▶
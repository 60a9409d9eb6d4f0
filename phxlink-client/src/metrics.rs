//! Client metrics
//!
//! Instruments are created on the global OpenTelemetry meter, so they are
//! no-ops until an application installs a meter provider (for example with
//! `phxlink_core::init_observability`).
//!
//! # Metrics Collected
//!
//! - **phxlink.client.connection.state**: current [`ConnectionState`] (gauge)
//! - **phxlink.client.requests.total**: requests completed, by status (counter)
//! - **phxlink.client.request.duration**: request latency in seconds (histogram)
//! - **phxlink.client.errors.total**: failures by error kind (counter)
//! - **phxlink.client.heartbeats.sent** / **.missed** (counters)
//! - **phxlink.client.events.received**: server pushes, by event (counter)
//! - **phxlink.client.reconnection.attempts** / **.success** (counters)

use crate::connection_state::ConnectionState;
use opentelemetry::{
    global,
    metrics::{Counter, Gauge, Histogram, Meter},
    KeyValue,
};
use phxlink_core::Error;
use std::time::Duration;

/// OpenTelemetry instruments for one client
#[derive(Clone)]
pub struct ClientMetrics {
    pub connection_state: Gauge<i64>,
    pub requests_total: Counter<u64>,
    pub request_duration: Histogram<f64>,
    pub errors_total: Counter<u64>,
    pub heartbeats_sent: Counter<u64>,
    pub heartbeats_missed: Counter<u64>,
    pub events_received: Counter<u64>,
    pub reconnection_attempts: Counter<u64>,
    pub reconnection_success: Counter<u64>,
}

impl ClientMetrics {
    /// Instruments on the global meter named `service_name`
    pub fn new(service_name: impl Into<String>) -> Self {
        let meter = global::meter_with_scope(
            opentelemetry::InstrumentationScope::builder(service_name.into())
                .with_version(env!("CARGO_PKG_VERSION"))
                .build(),
        );
        Self::new_with_meter(&meter)
    }

    pub fn new_with_meter(meter: &Meter) -> Self {
        Self {
            connection_state: meter
                .i64_gauge("phxlink.client.connection.state")
                .with_description("Connection state (0=disconnected, 1=connecting, 2=awaiting join, 3=ready)")
                .build(),
            requests_total: meter
                .u64_counter("phxlink.client.requests.total")
                .with_description("Total number of requests completed")
                .build(),
            request_duration: meter
                .f64_histogram("phxlink.client.request.duration")
                .with_description("Request round trip in seconds")
                .with_unit("s")
                .build(),
            errors_total: meter
                .u64_counter("phxlink.client.errors.total")
                .with_description("Total number of errors, by kind")
                .build(),
            heartbeats_sent: meter
                .u64_counter("phxlink.client.heartbeats.sent")
                .with_description("Heartbeats sent")
                .build(),
            heartbeats_missed: meter
                .u64_counter("phxlink.client.heartbeats.missed")
                .with_description("Heartbeats that got no reply in time")
                .build(),
            events_received: meter
                .u64_counter("phxlink.client.events.received")
                .with_description("Server pushes delivered to subscribers")
                .build(),
            reconnection_attempts: meter
                .u64_counter("phxlink.client.reconnection.attempts")
                .with_description("Total number of reconnection attempts")
                .build(),
            reconnection_success: meter
                .u64_counter("phxlink.client.reconnection.success")
                .with_description("Total number of successful reconnections")
                .build(),
        }
    }

    pub fn update_connection_state(&self, state: ConnectionState) {
        self.connection_state.record(state.as_gauge(), &[]);
    }

    /// Record a finished request and, on failure, its error kind
    pub fn record_request(&self, event: &str, outcome: Result<(), &Error>, duration: Duration) {
        let status = match outcome {
            Ok(()) => "ok",
            Err(e) => e.kind(),
        };
        let attributes = [
            KeyValue::new("event", event.to_string()),
            KeyValue::new("status", status),
        ];
        self.requests_total.add(1, &attributes);
        self.request_duration.record(duration.as_secs_f64(), &attributes);
        if let Err(e) = outcome {
            self.record_error(e);
        }
    }

    pub fn record_error(&self, error: &Error) {
        self.errors_total
            .add(1, &[KeyValue::new("error_type", error.kind())]);
    }

    pub fn record_heartbeat_sent(&self) {
        self.heartbeats_sent.add(1, &[]);
    }

    pub fn record_heartbeat_missed(&self) {
        self.heartbeats_missed.add(1, &[]);
    }

    pub fn record_event(&self, event: &str) {
        self.events_received
            .add(1, &[KeyValue::new("event", event.to_string())]);
    }

    pub fn record_reconnection_attempt(&self) {
        self.reconnection_attempts.add(1, &[]);
    }

    pub fn record_reconnection_success(&self) {
        self.reconnection_success.add(1, &[]);
    }
}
◀
■ WHAT TO WORK ON:
Some of the data mentions "attributes". Copy every line where it does.

■ ANSWER SECTION:
        let attributes = [
        self.requests_total.add(1, &attributes);
        self.request_duration.record(duration.as_secs_f64(), &attributes);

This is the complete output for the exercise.